Liabilities amounted to P5.88 trillion, down 0.3 percent from P5.9 trillion during the first quarter. Since the start of the year, debts have already been trimmed 1.2 percent.
Unlike other economic indicators compared year-on-year, obligations are tracked monthly, with borrowings added and payments subtracted from the existing debt pile.
Broken down, domestic debts led the decline at 1.9 percent to P3.77 trillion, while their foreign counterparts rose by a faster 2.7 percent to P2.11 trillion.
"The reduction in domestic obligations reflects the net redemption of government securities...offsetting the effect of peso depreciation against the US dollar," the Treasury said in a statement.
A total of P3.77 trillion in government securities were issued for the first four months, down 1.9 percent from end-March, data showed.
The government issues Treasury bonds and bills at least twice a month to borrow money from local investors.
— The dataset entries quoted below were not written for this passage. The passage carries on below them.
//! LSP request/notification handlers.

mod code_action;
mod documents;
mod files;
mod initialize;
mod workspace;

pub use code_action::handle_code_action;
pub use documents::{handle_did_change, handle_did_close, handle_did_open};
pub use files::changed_config_workspaces;
pub use initialize::{handle_initialize, handle_shutdown, watched_files_registration};
pub use workspace::{handle_did_change_workspace_folders, initial_workspaces};
//! Remote rule-execution engine.

use async_trait::async_trait;
use base64::Engine;
use base64::engine::general_purpose::STANDARD;
use serde::{Deserialize, Serialize};

use crate::http_client::{HttpClientBuilder, post_json};
use crate::{FetchError, Language, Rule, RuleType};

/// Executes rules against a single file.
#[async_trait]
pub trait AnalysisEngine: Send + Sync {
    /// Runs `request.rules` against `request`'s source.
    async fn analyze(&self, request: &AnalysisRequest) -> Result<AnalysisResponse, FetchError>;
}

/// A rule as sent to the engine.
#[derive(Debug, Clone, PartialEq, Eq, Serialize)]
#[serde(rename_all = "camelCase")]
pub struct EngineRule {
    pub id: String,
    pub content_base64: String,
    pub language: Language,
    #[serde(rename = "type")]
    pub rule_type: RuleType,
    pub entity_checked: Option<String>,
    pub pattern: Option<String>,
}

impl From<&Rule> for EngineRule {
    fn from(rule: &Rule) -> Self {
        Self {
            id: rule.id.clone(),
            content_base64: rule.content_base64.clone(),
            language: rule.language,
            rule_type: rule.rule_type,
            entity_checked: rule.entity_checked.clone(),
            pattern: rule.pattern.clone(),
        }
    }
}

/// Request body for one analysis call.
#[derive(Debug, Clone, PartialEq, Eq, Serialize)]
#[serde(rename_all = "camelCase")]
pub struct AnalysisRequest {
    pub filename: String,
    pub file_encoding: String,
    pub language: Language,
    pub code_base64: String,
    pub rules: Vec<EngineRule>,
    pub log_output: bool,
}

impl AnalysisRequest {
    /// Builds a request, base64-encoding `source`.
    pub fn new(filename: impl Into<String>, language: Language, source: &str, rules: &[Rule]) -> Self {
        Self {
            filename: filename.into(),
            file_encoding: "utf-8".to_string(),
            language,
            code_base64: STANDARD.encode(source.as_bytes()),
            rules: rules.iter().map(EngineRule::from).collect(),
            log_output: false,
        }
    }
}

/// Engine response.
#[derive(Debug, Clone, Default, PartialEq, Deserialize)]
#[serde(rename_all = "camelCase")]
pub struct AnalysisResponse {
    #[serde(default)]
    pub rule_responses: Vec<RuleResponse>,
}

impl AnalysisResponse {
    /// Iterates `(rule id, violation)` pairs across all rule responses.
    pub fn violations(&self) -> impl Iterator<Item = (&str, &Violation)> {
        self.rule_responses.iter().flat_map(|response| {
            response
                .violations
                .iter()
                .map(move |violation| (response.identifier.as_str(), violation))
        })
    }
}

/// Result of running a single rule.
#[derive(Debug, Clone, PartialEq, Deserialize)]
#[serde(rename_all = "camelCase")]
pub struct RuleResponse {
    /// Identifier of the rule (`"<rule set>/<rule>"`).
    pub identifier: String,
    #[serde(default)]
    pub execution_time_ms: Option<f64>,
    #[serde(default)]
    pub errors: Vec<String>,
    #[serde(default)]
    pub violations: Vec<Violation>,
}

/// 1-based line/column position reported by the engine.
///
/// Signed because the engine may report out-of-range values, which fix
/// application has to reject.
#[derive(Debug, Clone, Copy, PartialEq, Eq, Hash, Serialize, Deserialize)]
pub struct EnginePosition {
    pub line: i64,
    pub col: i64,
}

impl EnginePosition {
    pub fn new(line: i64, col: i64) -> Self {
        Self { line, col }
    }

    /// Returns `true` if either coordinate is negative.
    pub fn is_negative(&self) -> bool {
        self.line < 0 || self.col < 0
    }
}

/// A single issue reported by a rule.
#[derive(Debug, Clone, PartialEq, Deserialize)]
#[serde(rename_all = "camelCase")]
pub struct Violation {
    pub message: String,
    pub start: EnginePosition,
    pub end: EnginePosition,
    pub severity: String,
    #[serde(default)]
    pub category: Option<String>,
    #[serde(default)]
    pub fixes: Vec<Fix>,
}

/// A named group of edits resolving a violation.
#[derive(Debug, Clone, PartialEq, Eq, Hash, Serialize, Deserialize)]
#[serde(rename_all = "camelCase")]
pub struct Fix {
    pub description: String,
    #[serde(default)]
    pub edits: Vec<Edit>,
}

/// Kind of an edit instruction.
#[derive(Debug, Clone, Copy, PartialEq, Eq, Hash, Serialize, Deserialize)]
#[serde(rename_all = "lowercase")]
pub enum EditType {
    /// Insert `content` at `start`.
    Add,
    /// Replace `start..end` with `content`.
    Update,
    /// Delete `start..end`.
    Remove,
    /// Anything the engine may add later; never applied.
    #[serde(other)]
    Unknown,
}

/// One edit instruction of a fix.
#[derive(Debug, Clone, PartialEq, Eq, Hash, Serialize, Deserialize)]
#[serde(rename_all = "camelCase")]
pub struct Edit {
    pub edit_type: EditType,
    pub start: EnginePosition,
    pub end: EnginePosition,
    #[serde(default)]
    pub content: Option<String>,
}

/// HTTP implementation of [`AnalysisEngine`].
#[derive(Debug, Clone)]
pub struct HttpEngine {
    client: reqwest::Client,
    url: String,
}

impl HttpEngine {
    /// Creates an engine client posting to `url`.
    pub fn new(url: impl Into<String>, builder: HttpClientBuilder) -> Result<Self, FetchError> {
        Ok(Self {
            client: builder.build()?,
            url: url.into(),
        })
    }
}

#[async_trait]
impl AnalysisEngine for HttpEngine {
    async fn analyze(&self, request: &AnalysisRequest) -> Result<AnalysisResponse, FetchError> {
        post_json(&self.client, &self.url, request).await
    }
}

#[cfg(test)]
mod tests {
    use super::*;
    use pretty_assertions::assert_eq;
    use wiremock::matchers::{body_partial_json, method, path};
    use wiremock::{Mock, MockServer, ResponseTemplate};

    fn rule() -> Rule {
        Rule::new(
            "python-security",
            "no-eval",
            Language::Python,
            RuleType::Ast,
            "cnVsZQ==",
        )
        .with_entity_checked("functioncall")
    }

    #[test]
    fn request_serializes_wire_shape() {
        let request = AnalysisRequest::new("app.py", Language::Python, "eval(x)\n", &[rule()]);

        let json = serde_json::to_value(&request).unwrap();
        assert_eq!(
            json,
            serde_json::json!({
                "filename": "app.py",
                "fileEncoding": "utf-8",
                "language": "python",
                "codeBase64": "ZXZhbCh4KQo=",
                "rules": [{
                    "id": "python-security/no-eval",
                    "contentBase64": "cnVsZQ==",
                    "language": "python",
                    "type": "ast",
                    "entityChecked": "functioncall",
                    "pattern": null
                }],
                "logOutput": false
            })
        );
    }

    #[test]
    fn unknown_edit_type_deserializes() {
        let edit: Edit = serde_json::from_value(serde_json::json!({
            "editType": "rename",
            "start": { "line": 1, "col": 1 },
            "end": { "line": 1, "col": 2 }
        }))
        .unwrap();

        assert_eq!(edit.edit_type, EditType::Unknown);
        assert!(edit.content.is_none());
    }

    #[test]
    fn violations_iterates_across_rules() {
        let response: AnalysisResponse = serde_json::from_value(serde_json::json!({
            "ruleResponses": [
                {
                    "identifier": "set-one/a",
                    "violations": [{
                        "message": "m1",
                        "start": { "line": 1, "col": 1 },
                        "end": { "line": 1, "col": 5 },
                        "severity": "CRITICAL"
                    }]
                },
                { "identifier": "set-one/b", "errors": ["timeout"] }
            ]
        }))
        .unwrap();

        let ids: Vec<_> = response.violations().map(|(id, v)| (id, v.message.as_str())).collect();
        assert_eq!(ids, vec![("set-one/a", "m1")]);
    }

    #[tokio::test]
    async fn http_engine_posts_request() {
        let server = MockServer::start().await;
        Mock::given(method("POST"))
            .and(path("/analyze"))
            .and(body_partial_json(serde_json::json!({ "language": "python" })))
            .respond_with(ResponseTemplate::new(200).set_body_json(serde_json::json!({
                "ruleResponses": [{
                    "identifier": "python-security/no-eval",
                    "executionTimeMs": 12.5,
                    "violations": [{
                        "message": "Do not use eval",
                        "start": { "line": 1, "col": 1 },
                        "end": { "line": 1, "col": 8 },
                        "severity": "ERROR",
                        "category": "SECURITY",
                        "fixes": [{
                            "description": "Use ast.literal_eval",
                            "edits": [{
                                "editType": "update",
                                "start": { "line": 1, "col": 1 },
                                "end": { "line": 1, "col": 5 },
                                "content": "ast.literal_eval"
                            }]
                        }]
                    }]
                }]
            })))
            .mount(&server)
            .await;

        let engine = HttpEngine::new(format!("{}/analyze", server.uri()), HttpClientBuilder::new())
            .unwrap();
        let request = AnalysisRequest::new("app.py", Language::Python, "eval(x)\n", &[rule()]);
        let response = engine.analyze(&request).await.unwrap();

        let (id, violation) = response.violations().next().unwrap();
        assert_eq!(id, "python-security/no-eval");
        assert_eq!(violation.fixes[0].edits[0].edit_type, EditType::Update);
        assert_eq!(violation.fixes[0].edits[0].end, EnginePosition::new(1, 5));
    }

    #[tokio::test]
    async fn http_engine_reports_bad_status() {
        let server = MockServer::start().await;
        Mock::given(method("POST"))
            .respond_with(ResponseTemplate::new(500))
            .mount(&server)
            .await;

        let engine = HttpEngine::new(server.uri(), HttpClientBuilder::new()).unwrap();
        let request = AnalysisRequest::new("app.py", Language::Python, "x\n", &[]);

        assert!(matches!(
            engine.analyze(&request).await,
            Err(FetchError::HttpError(_))
        ));
    }
}
//! Text output formatter

use std::path::Path;

use tower_lsp::lsp_types::{Diagnostic, DiagnosticSeverity, NumberOrString};

use super::FileReport;

pub fn output_text(reports: &[FileReport]) {
    for report in reports {
        for diag in &report.diagnostics {
            println!("{}", format_diagnostic(&report.path, diag));
        }
    }

    let total_issues: usize = reports.iter().map(|r| r.diagnostics.len()).sum();
    println!(
        "Checked {} files, found {} issues",
        reports.len(),
        total_issues
    );
}

/// Formats one finding as `path:line:col severity rule message`, 1-based.
fn format_diagnostic(path: &Path, diag: &Diagnostic) -> String {
    let severity = match diag.severity {
        Some(DiagnosticSeverity::ERROR) => "error",
        Some(DiagnosticSeverity::WARNING) => "warning",
        _ => "info",
    };
    let rule = match &diag.code {
        Some(NumberOrString::String(code)) => code.clone(),
        Some(NumberOrString::Number(code)) => code.to_string(),
        None => "-".to_string(),
    };

    format!(
        "{}:{}:{} {} {} {}",
        path.display(),
        diag.range.start.line + 1,
        diag.range.start.character + 1,
        severity,
        rule,
        diag.message
    )
}

#[cfg(test)]
mod tests {
    use super::*;
    use tower_lsp::lsp_types::{Position, Range};

    #[test]
    fn format_is_one_based() {
        let diag = Diagnostic {
            range: Range::new(Position::new(1, 9), Position::new(1, 19)),
            severity: Some(DiagnosticSeverity::ERROR),
            code: Some(NumberOrString::String("python-security/no-eval".to_string())),
            message: "eval is dangerous".to_string(),
            ..Default::default()
        };

        assert_eq!(
            format_diagnostic(Path::new("src/app.py"), &diag),
            "src/app.py:2:10 error python-security/no-eval eval is dangerous"
        );
    }

    #[test]
    fn missing_code_and_severity() {
        let diag = Diagnostic {
            message: "note".to_string(),
            ..Default::default()
        };

        assert_eq!(
            format_diagnostic(Path::new("a.js"), &diag),
            "a.js:1:1 info - note"
        );
    }
}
In turn, they are paid with interest for a particular period.
Borrowings are made to finance the budget deficit and pay existing debts. Aside from local papers, other forms of domestic debt such as direct loans to agencies were steady in April.
On the external front, the agency said the peso's weak performance increased the amount of foreign debts in the first four months.
From an average of P45.99 against the dollar in the first quarter, the Treasury used a peso-dollar exchange rate of P46.89. The local currency has since appreciated 0.77 percent last Tuesday from the beginning of the year
"The increase in external obligations was due to the weaker peso against the dollar and third currencies which caused an upward revaluation of (debts)," it explained.
"Net availments, on the other hand, added P0.14 billion to total obligations," it added.
Broken down, direct foreign loans to the government and its agencies rose four percent to P818.85 billion, data showed.
There was also a 1.9-percent uptick on the value of foreign securities to P1.3 trillion. Holdings include dollar and yen papers as well as global peso bonds.
The weaker currency also increased guaranteed debts-- which are separate from the state debt pile-- 3.5 percent to P458.12 billion as of end-April.
Guaranteed obligations are usually incurred by state corporations, but are insured by the government in case they default.